Returns all issued commands as a string

irbtools also defines custom helper methods in combination with the loaded gems:

cd

Improves the cd that is already provided by FileUtils (try cd '-')

[version]Displays RubyVersion

engine

Displays RubyEngine

os

OS information

info

Aggregates information about your Ruby environment

colorize

Syntax highlights a ruby string using CodeRay

ray

Syntax highlights a ruby file using CodeRay

copy

Shortcut for Clipboard.copy

paste

Shortcut for Clipboard.paste

copy_input

Copies the session_history to the clipboard

copy_output

Copies this session's results to the clipboard

mf

Shortcut for using the methodfinder

page

Shortcut for using the pager from hirb

These are the custom public Object methods renamed/patched for some gems

ri

Patching the ri provided by ori to also allow default ri syntax on toplevel

src

Shortcut for displaying the method source using method_source and coderay

l/lp

Alternative method name to trigger the looksee gem (irbtools-more)

Advanced tweaking

How to load more or less libraries

It is possible to modify, which libraries should get loaded:

# Don't require 'irbtools', but:
require 'irbtools/configure'
# Here you can modify the libraries using the methods below
Irbtools.start

If you do not want to load the default set of irbtools gems, you will have to use require 'irbtools/minimal' instead of configure.

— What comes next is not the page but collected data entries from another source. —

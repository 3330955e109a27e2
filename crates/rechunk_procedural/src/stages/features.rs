//! Feature placement: structure pieces, trees and the final relight.

use std::sync::Arc;

use rand::{Rng, SeedableRng};
use rand_chacha::ChaCha8Rng;

use rechunk_core::{ScratchGrid, StructureStart, Voxel, VoxelPos, TILE_HEIGHT};

use super::{columns, solid_top};
use crate::biome::Biome;
use crate::services::GenerationServices;
use crate::stage::{spawn_stage_work, GenerationStage, PendingStage, StageError, StageKind};

/// Seed purpose for the feature RNG.
const FEATURE_PURPOSE: u64 = 0xFEA7;

/// Per-column tree chance at density 100.
const MAX_TREE_CHANCE: f64 = 0.04;

/// A tree to grow: trunk base and trunk height.
#[derive(Clone, Copy, Debug, PartialEq, Eq)]
struct TreeSite {
    base: VoxelPos,
    trunk: i32,
}

/// Builds structure pieces and trees, possibly across tile seams.
#[derive(Clone, Copy, Debug, Default)]
pub struct FeaturePlacementStage;

impl FeaturePlacementStage {
    fn place_structures(
        grid: &mut ScratchGrid,
        services: &GenerationServices,
    ) -> Result<(), StageError> {
        // Every structure reaching the center must have its holder in the grid.
        for holder in grid.center().structure_refs() {
            if !grid.contains(*holder) {
                return Err(StageError::MissingTile(*holder));
            }
        }

        let starts: Vec<StructureStart> = grid
            .tiles()
            .iter()
            .flat_map(|tile| tile.structure_starts().iter().copied())
            .collect();

        for start in &starts {
            for pos in services.structures.piece_positions(start) {
                grid.set_voxel(pos, Voxel::COBBLESTONE);
            }
        }
        Ok(())
    }

    fn tree_sites(grid: &ScratchGrid, services: &GenerationServices) -> Vec<TreeSite> {
        let seed = services.seed();
        let mut sites = Vec::new();

        for tile in grid.tiles() {
            let coord = tile.coord();
            let mut rng = ChaCha8Rng::seed_from_u64(
                seed.derive(FEATURE_PURPOSE).value()
                    ^ services.feature_salt
                    ^ seed.mix(coord.x, coord.z),
            );

            for (lx, lz, x, z) in columns(tile) {
                let density = Biome::from_id(tile.biome(lx, lz)).tree_density();
                if density == 0 {
                    continue;
                }
                let chance = f64::from(density) / 100.0 * MAX_TREE_CHANCE;
                if !rng.gen_bool(chance) {
                    continue;
                }
                let trunk = rng.gen_range(4..=6);
                let Some(top) = solid_top(tile, lx, lz) else {
                    continue;
                };
                let ground = tile.get_voxel(lx, top, lz);
                if ground != Voxel::GRASS && ground != Voxel::DIRT {
                    continue;
                }
                if !tile.get_voxel(lx, top + 1, lz).is_filler() {
                    continue;
                }
                if top + trunk + 2 >= TILE_HEIGHT as i32 {
                    continue;
                }
                sites.push(TreeSite {
                    base: VoxelPos::new(x, top + 1, z),
                    trunk,
                });
            }
        }
        sites
    }

    fn grow_tree(grid: &mut ScratchGrid, site: TreeSite) {
        let TreeSite { base, trunk } = site;
        let crown = base.y + trunk;

        for dy in -2..=1 {
            let radius: i32 = if dy >= 0 { 1 } else { 2 };
            for dx in -radius..=radius {
                for dz in -radius..=radius {
                    if dx.abs() == radius && dz.abs() == radius && radius == 2 {
                        continue;
                    }
                    let pos = VoxelPos::new(base.x + dx, crown + dy, base.z + dz);
                    if grid.voxel(pos).is_some_and(Voxel::is_filler) {
                        grid.set_voxel(pos, Voxel::LEAVES);
                    }
                }
            }
        }
        for dy in 0..trunk {
            grid.set_voxel(VoxelPos::new(base.x, base.y + dy, base.z), Voxel::WOOD);
        }
    }
}

impl GenerationStage for FeaturePlacementStage {
    fn kind(&self) -> StageKind {
        StageKind::Features
    }

    fn run(&self, grid: ScratchGrid, services: Arc<GenerationServices>) -> PendingStage {
        spawn_stage_work(grid, services, |grid, services| {
            Self::place_structures(grid, services)?;

            let sites = Self::tree_sites(grid, services);
            let trees = sites.len();
            for site in sites {
                Self::grow_tree(grid, site);
            }

            services.lighting.relight(grid);
            tracing::trace!(
                trees,
                center = %grid.center_coord(),
                "Features placed"
            );
            Ok(())
        })
    }
}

You can use the following methods:

  • Irbtools.add_library(lib, options_hash, &block)

  • Irbtools.remove_library(lib)

The options_hash defines the way in which irbtools loads the library. The following options are possible

(no options)/:start

The library is required on startup before doing anything else (before displaying the prompt)

:thread => identifier

After loading everything else, the library is required in a thread (while continuing loading). You can choose any identifier, but if you take the same one for multiple libraries, they will be loaded in the same thread (in the order that you define)

:late => true

The library is required just before showing the prompt (note: loading threads might still be in process)

:late_thread => identifier

Same as :thread, but after loading late libraries.

:sub_session => true

The library is loaded every time a sub-session starts (using IRB.conf[:IRB_RC]). In ripl, ripl-after_rc is used.

:autoload => :Constant

Use Ruby's autoload feature. It loads the library as soon as the constant is encountered.

You can pass a block as third argument, which gets executed after the library has completed loading (except for :autoload, in which case the code will executed directly on startup). You can modify the callbacks by using Irbtools.add_library_callback and Irbtools.replace_library_callback.

When adding a new library, you should firstly consider some way to load it via :autoload. If this is not possible, try loading via :thread. If that is not possible either, you will need to fallback to the default loading mechanism.

Troubleshooting: Unicode causes wrong display widths?

If you use double-width unicode characterss, you will need to paste the following snippet to your .irbrc file.

Irbtools.replace_library_callback :fancy_irb do
  FancyIrb.start east_asian_width: true
end

This setting is deactivated by default, because of performance issues.

Hint: Faster start-up

You can get an about a second faster start-up time by changing the loading methods for wirb and fancy_irb to :thread (drawback: the hash rocket will not be used for the first result):

require 'irbtools/configure'
Irbtools.remove_library :paint
Irbtools.remove_library :fancy_irb
Irbtools.add_library :paint, :late => true do Wirb.load_schema :classic_paint if defined? Wirb end
Irbtools.add_library :fancy_irb, :thread => -1 do FancyIrb.start end
Irbtools.start

Welcome Message

The welcome message can be customized with Irbtools.welcome_message=

Web Console

Irbtools works well together with the amazing web-console!